Pédagogisme, rythmes, CP, devoirs, programmes : Blanquer dévoile son programme
Réception des syndicats du 24 au 26 mai, interview au Point le 25, intervention au congrès de la Peep le 26, Jean-Michel Blanquer n'a pas fait le pont. Il a précisé ses orientations sur plusieurs points qui concernent directement les enseignants : les dédoublements de CP, les rythmes scolaires, les devoirs et d'une façon générale une "évolution" des programmes et la fin du "pédagogisme". Tout en affirmant sa volonté de ne pas faire "d'injonctions contradictoires avec celles de la majorité précédente" et de laisser le terrain arbitrer, c'est bien le détricotage des réformes par en haut qu'annonce le ministre.
"Devoirs faits"
Sa principale annonce, JM Blanquer l'a réservée au Point dans un entretien publié le 25 mai. "Il est important que chaque enfant puisse travailler individuellement, au calme, pour faire des exercices, répéter ses leçons ou exercer sa mémoire.. Il est évident qu'il y a des disparités entre les élèves suivant la situation familiale.
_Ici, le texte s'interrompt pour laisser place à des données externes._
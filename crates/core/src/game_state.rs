//! Game state - grid, upcoming pieces and score
//!
//! A [`GameState`] is an immutable snapshot. Every transition builds a new
//! value with its own grid copy, which lets the search keep thousands of
//! hypothetical futures side by side without any sharing concerns.
//!
//! # Placement rules
//!
//! Pieces enter from above and fall straight down; there is no sideways entry
//! and no hold. A placement of the front piece is legal when:
//!
//! 1. none of the rotated shape's filled cells overlaps an occupied cell, and
//! 2. the piece can come to rest there: in at least one of its columns, the
//!    lowest filled cell sits directly on an occupied cell (or the floor) and
//!    the grid column above that cell is empty all the way up to row 0.

use arrayvec::ArrayVec;

use crate::grid::Grid;
use crate::queue::{BlockQueue, PieceSource};
use crate::scoring::line_clear_score;
use crate::shapes::{shape, Shape};
use crate::types::{Action, PieceKind, Position, Rotation, GRID_HEIGHT, GRID_WIDTH};

/// Result of dropping the front piece, before the queue moves on
#[derive(Debug, Clone, PartialEq, Eq)]
pub struct Placement {
    /// Grid after stamping the piece and clearing full rows
    pub grid: Grid,
    /// Row indices that were full before removal, bottom to top
    pub cleared_rows: ArrayVec<usize, GRID_HEIGHT>,
    /// Points earned by this placement
    pub score_delta: u32,
}

impl Placement {
    pub fn lines_cleared(&self) -> usize {
        self.cleared_rows.len()
    }
}

/// Complete, immutable game snapshot
#[derive(Debug, Clone, PartialEq, Eq, Hash)]
pub struct GameState {
    grid: Grid,
    queue: BlockQueue,
    score: u32,
    lines: u32,
    pieces: u32,
}

impl GameState {
    /// Start a game: empty grid, a full queue drawn from `source`, score 0
    pub fn new(source: &mut impl PieceSource) -> Self {
        Self::from_parts(Grid::new(), BlockQueue::new(source), 0)
    }

    /// Assemble a state from existing parts (scenarios, replays, tests)
    pub fn from_parts(grid: Grid, queue: BlockQueue, score: u32) -> Self {
        Self {
            grid,
            queue,
            score,
            lines: 0,
            pieces: 0,
        }
    }

    pub fn grid(&self) -> &Grid {
        &self.grid
    }

    pub fn queue(&self) -> &BlockQueue {
        &self.queue
    }

    /// The piece the next action places
    pub fn front_piece(&self) -> PieceKind {
        self.queue.front()
    }

    pub fn score(&self) -> u32 {
        self.score
    }

    /// Total rows cleared since the game started
    pub fn lines(&self) -> u32 {
        self.lines
    }

    /// Total pieces placed since the game started
    pub fn pieces(&self) -> u32 {
        self.pieces
    }

    /// Rotated shape of the front piece
    pub fn front_shape(&self, rotation: Rotation) -> &'static Shape {
        shape(self.front_piece(), rotation)
    }

    /// Every legal placement of the front piece.
    ///
    /// Ordered by rotation, then row (top to bottom), then column (left to
    /// right). Empty means the game is over.
    pub fn legal_actions(&self) -> Vec<Action> {
        self.legal_actions_iter().collect()
    }

    /// Lazy version of [`GameState::legal_actions`], same order
    pub fn legal_actions_iter(&self) -> impl Iterator<Item = Action> + '_ {
        Rotation::ALL.into_iter().flat_map(move |rotation| {
            let shape = self.front_shape(rotation);
            let rows = 0..=GRID_HEIGHT - shape.height();
            rows.flat_map(move |row| {
                (0..=GRID_WIDTH - shape.width()).filter_map(move |column| {
                    let position = Position::new(row, column);
                    self.can_place(shape, position)
                        .then(|| Action::new(position, rotation))
                })
            })
        })
    }

    /// Whether `action` is one of [`GameState::legal_actions`]
    pub fn is_legal(&self, action: Action) -> bool {
        self.can_place(self.front_shape(action.rotation), action.position)
    }

    fn can_place(&self, shape: &Shape, position: Position) -> bool {
        self.grid.fits(shape, position) && self.can_fall_there(shape, position)
    }

    fn can_fall_there(&self, shape: &Shape, position: Position) -> bool {
        (0..shape.width()).any(|shape_column| {
            let bottom = position.row + shape.bottom_row_in_column(shape_column);
            let column = position.column + shape_column;
            let supported = bottom + 1 >= GRID_HEIGHT || self.grid.is_occupied(bottom + 1, column);
            supported && (0..bottom).all(|row| !self.grid.is_occupied(row, column))
        })
    }

    /// Drop the front piece and clear rows, without drawing a new piece.
    ///
    /// Returns `None` when the shape does not fit at the action's position.
    pub fn placement(&self, action: Action) -> Option<Placement> {
        let mut grid = self.grid.clone();
        if !grid.stamp(self.front_shape(action.rotation), action.position) {
            return None;
        }
        let cleared_rows = grid.clear_full_rows();
        let score_delta = line_clear_score(cleared_rows.len());
        Some(Placement {
            grid,
            cleared_rows,
            score_delta,
        })
    }

    /// Apply `action` and return the next state.
    ///
    /// The front piece is removed from the queue and one piece drawn from
    /// `source` is appended.
    ///
    /// # Panics
    ///
    /// Panics if the front piece does not fit at the action's position.
    /// Actions are only meaningful for the state that enumerated them.
    pub fn step(&self, action: Action, source: &mut impl PieceSource) -> GameState {
        debug_assert!(self.is_legal(action), "illegal action {action}");
        let placement = self
            .placement(action)
            .unwrap_or_else(|| panic!("action {action} does not fit the grid"));
        self.advance(placement, source)
    }

    /// Finish a transition from an already computed placement
    pub fn advance(&self, placement: Placement, source: &mut impl PieceSource) -> GameState {
        let lines = placement.lines_cleared() as u32;
        GameState {
            grid: placement.grid,
            queue: self.queue.advance(source),
            score: self.score + placement.score_delta,
            lines: self.lines + lines,
            pieces: self.pieces + 1,
        }
    }

    /// True iff the front piece has no legal placement
    pub fn is_done(&self) -> bool {
        self.legal_actions_iter().next().is_none()
    }
}

#[cfg(test)]
mod tests {
    use super::*;
    use crate::queue::ScriptedPieces;

    fn state_with(front: PieceKind, grid: Grid) -> GameState {
        GameState::from_parts(grid, BlockQueue::from_pieces([front; 4]), 0)
    }

    #[test]
    fn test_new_state_is_empty() {
        let mut source = ScriptedPieces::repeat(PieceKind::O);
        let state = GameState::new(&mut source);
        assert_eq!(state.grid().occupied_count(), 0);
        assert_eq!(state.score(), 0);
        assert_eq!(state.queue().len(), 4);
        assert!(!state.is_done());
    }

    #[test]
    fn test_square_on_empty_grid_rests_on_floor() {
        let state = state_with(PieceKind::O, Grid::new());
        let actions = state.legal_actions();

        // One per column for each of the four identical rotations
        assert_eq!(actions.len(), 4 * 9);
        assert!(actions.iter().all(|a| a.position.row == 18));
    }

    #[test]
    fn test_piece_cannot_pass_through_overhang() {
        let mut grid = Grid::new();
        // Roof over column 0 at row 10
        grid.set(10, 0, true);
        let state = state_with(PieceKind::I, grid);

        let north_col0: Vec<_> = state
            .legal_actions()
            .into_iter()
            .filter(|a| a.rotation == Rotation::North && a.position.column == 0)
            .collect();
        assert_eq!(north_col0, vec![Action::new(Position::new(6, 0), Rotation::North)]);
    }

    #[test]
    fn test_can_fall_checks_whole_column_above() {
        let mut grid = Grid::new();
        // S piece resting on a step; column 2 has a block far above
        grid.set(19, 0, true);
        grid.set(19, 1, true);
        grid.set(5, 2, true);
        let state = state_with(PieceKind::S, grid);
        let action = Action::new(Position::new(17, 0), Rotation::North);

        // Column 0 and 1 bottoms rest on row 19 blocks with clear columns above
        assert!(state.is_legal(action));
    }

    #[test]
    fn test_step_stamps_and_advances_queue() {
        let mut source = ScriptedPieces::repeat(PieceKind::Z);
        let state = GameState::from_parts(
            Grid::new(),
            BlockQueue::from_pieces([PieceKind::O, PieceKind::L, PieceKind::J, PieceKind::S]),
            0,
        );
        let next = state.step(Action::new(Position::new(18, 3), Rotation::North), &mut source);

        assert_eq!(next.grid().occupied_count(), 4);
        assert!(next.grid().is_occupied(18, 3) && next.grid().is_occupied(19, 4));
        assert_eq!(
            next.queue().as_slice(),
            &[PieceKind::L, PieceKind::J, PieceKind::S, PieceKind::Z]
        );
        assert_eq!(next.pieces(), 1);
        // Snapshot semantics
        assert_eq!(state.grid().occupied_count(), 0);
    }

    #[test]
    fn test_placement_reports_cleared_rows() {
        let mut grid = Grid::new();
        for column in 0..GRID_WIDTH - 1 {
            grid.set(19, column, true);
            grid.set(18, column, true);
        }
        let state = state_with(PieceKind::I, grid);
        let placement = state
            .placement(Action::new(Position::new(16, 9), Rotation::North))
            .unwrap();

        assert_eq!(placement.lines_cleared(), 2);
        assert_eq!(placement.score_delta, 300);
        assert_eq!(placement.grid.occupied_count(), 2);
        assert!(placement.grid.is_occupied(19, 9) && placement.grid.is_occupied(18, 9));
    }

    #[test]
    fn test_placement_rejects_overlap() {
        let mut grid = Grid::new();
        grid.set(19, 0, true);
        let state = state_with(PieceKind::O, grid);
        assert!(state
            .placement(Action::new(Position::new(18, 0), Rotation::North))
            .is_none());
    }
}
//! Core types module - shared data structures and constants
//!
//! This crate defines the fundamental types used throughout the workspace.
//! All types are plain data with no external dependencies, so they can be used
//! by the game rules, the search engine and the console renderer alike.
//!
//! # Grid Dimensions
//!
//! - **Width**: 10 columns (indexed 0-9, left to right)
//! - **Height**: 20 rows (indexed 0-19, top to bottom)
//!
//! # Piece Queue
//!
//! The game always knows the next [`QUEUE_LEN`] pieces. Placing the front piece
//! removes it and appends one freshly drawn piece at the tail.
//!
//! # Scoring
//!
//! | Rows cleared | Points |
//! |--------------|--------|
//! | 0 | 0 |
//! | 1 | 100 |
//! | 2 | 300 |
//! | 3 | 500 |
//! | 4 | 800 |
//!
//! # Examples
//!
//! ```
//! use tetris_lookahead_types::{Action, PieceKind, Position, Rotation, GRID_HEIGHT, GRID_WIDTH};
//!
//! assert_eq!(PieceKind::from_index(5), Some(PieceKind::I));
//! assert_eq!(Rotation::from_degrees(270), Some(Rotation::West));
//!
//! let action = Action::new(Position::new(18, 0), Rotation::North);
//! assert_eq!(action.to_string(), "(18, 0) north");
//!
//! assert_eq!(GRID_WIDTH, 10);
//! assert_eq!(GRID_HEIGHT, 20);
//! ```

use std::fmt;

/// Grid width in cells (10 columns)
pub const GRID_WIDTH: usize = 10;

/// Grid height in cells (20 rows)
pub const GRID_HEIGHT: usize = 20;

/// Number of upcoming pieces known at any time
pub const QUEUE_LEN: usize = 4;

/// Largest bounding box side of any shape in the catalog
pub const MAX_SHAPE_SIDE: usize = 4;

/// Points per number of rows cleared in a single placement
///
/// Index is the row count. The table is final; it is not derived from a formula.
pub const LINE_SCORES: [u32; 5] = [0, 100, 300, 500, 800];

/// Points for clearing four rows at once
pub const POINTS_FOR_TETRIS: u32 = LINE_SCORES[4];


/// The six piece kinds of the shape catalog, in catalog order
///
/// - **L**: 3-tall column with a foot to the right
/// - **J**: 3-tall column with a foot to the left
/// - **O**: 2x2 square
/// - **S**: S-shaped
/// - **Z**: Z-shaped (mirror of S)
/// - **I**: 4-tall bar
#[derive(Debug, Clone, Copy, PartialEq, Eq, Hash)]
pub enum PieceKind {
    L,
    J,
    O,
    S,
    Z,
    I,
}

impl PieceKind {
    /// Every kind in catalog order
    pub const ALL: [PieceKind; 6] = [
        PieceKind::L,
        PieceKind::J,
        PieceKind::O,
        PieceKind::S,
        PieceKind::Z,
        PieceKind::I,
    ];

    /// Position in the catalog, used for table indexing
    pub fn index(self) -> usize {
        match self {
            PieceKind::L => 0,
            PieceKind::J => 1,
            PieceKind::O => 2,
            PieceKind::S => 3,
            PieceKind::Z => 4,
            PieceKind::I => 5,
        }
    }

    /// Inverse of [`PieceKind::index`]
    pub fn from_index(index: usize) -> Option<Self> {
        Self::ALL.get(index).copied()
    }

    /// Convert to lowercase string representation
    pub fn as_str(&self) -> &'static str {
        match self {
            PieceKind::L => "l",
            PieceKind::J => "j",
            PieceKind::O => "o",
            PieceKind::S => "s",
            PieceKind::Z => "z",
            PieceKind::I => "i",
        }
    }
}

impl fmt::Display for PieceKind {
    fn fmt(&self, f: &mut fmt::Formatter<'_>) -> fmt::Result {
        f.write_str(self.as_str())
    }
}

/// Clockwise rotation applied to a base shape
///
/// - **North**: base orientation (0°)
/// - **East**: 90° clockwise
/// - **South**: 180°
/// - **West**: 270° clockwise
#[derive(Debug, Clone, Copy, PartialEq, Eq, Hash)]
pub enum Rotation {
    North,
    East,
    South,
    West,
}

impl Rotation {
    /// Every rotation in ordinal order
    pub const ALL: [Rotation; 4] = [
        Rotation::North,
        Rotation::East,
        Rotation::South,
        Rotation::West,
    ];

    /// Ordinal used for table indexing (0-3)
    pub fn index(self) -> usize {
        match self {
            Rotation::North => 0,
            Rotation::East => 1,
            Rotation::South => 2,
            Rotation::West => 3,
        }
    }

    /// Inverse of [`Rotation::index`]
    pub fn from_index(index: usize) -> Option<Self> {
        Self::ALL.get(index).copied()
    }

    /// Clockwise angle in degrees
    pub fn degrees(self) -> u16 {
        self.index() as u16 * 90
    }

    /// Parse from an angle; only 0, 90, 180 and 270 are accepted
    pub fn from_degrees(degrees: u16) -> Option<Self> {
        match degrees {
            0 => Some(Rotation::North),
            90 => Some(Rotation::East),
            180 => Some(Rotation::South),
            270 => Some(Rotation::West),
            _ => None,
        }
    }

    /// Convert to lowercase string
    pub fn as_str(&self) -> &'static str {
        match self {
            Rotation::North => "north",
            Rotation::East => "east",
            Rotation::South => "south",
            Rotation::West => "west",
        }
    }
}

impl fmt::Display for Rotation {
    fn fmt(&self, f: &mut fmt::Formatter<'_>) -> fmt::Result {
        f.write_str(self.as_str())
    }
}

/// Grid coordinate of the top-left corner of a shape's bounding box
#[derive(Debug, Clone, Copy, PartialEq, Eq, Hash)]
pub struct Position {
    pub row: usize,
    pub column: usize,
}

impl Position {
    pub fn new(row: usize, column: usize) -> Self {
        Self { row, column }
    }
}

/// A placement of the front piece: where its bounding box goes and how it is rotated
///
/// Only meaningful relative to the game state it was enumerated from.
#[derive(Debug, Clone, Copy, PartialEq, Eq, Hash)]
pub struct Action {
    pub position: Position,
    pub rotation: Rotation,
}

impl Action {
    pub fn new(position: Position, rotation: Rotation) -> Self {
        Self { position, rotation }
    }
}

impl fmt::Display for Action {
    fn fmt(&self, f: &mut fmt::Formatter<'_>) -> fmt::Result {
        write!(
            f,
            "({}, {}) {}",
            self.position.row, self.position.column, self.rotation
        )
    }
}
Il doit y avoir des devoirs et ils doivent pouvoir être fait au sein de l'établissement grâce à un temps d'étude accompagné. Cela s'appellera "devoirs faits", déclare le ministre.
Le lendemain, au congrès de la Peep, selon l'AFP, JM Blanquer précise le dispositif. Déployé en collège il pourrait consister en études dirigées de 16 à 18 heures dans tous les collèges". Il évoque "une forme de tranquillité en famille" et sa volonté "d'amenuiser les inégalités qui peuvent exister entre les familles".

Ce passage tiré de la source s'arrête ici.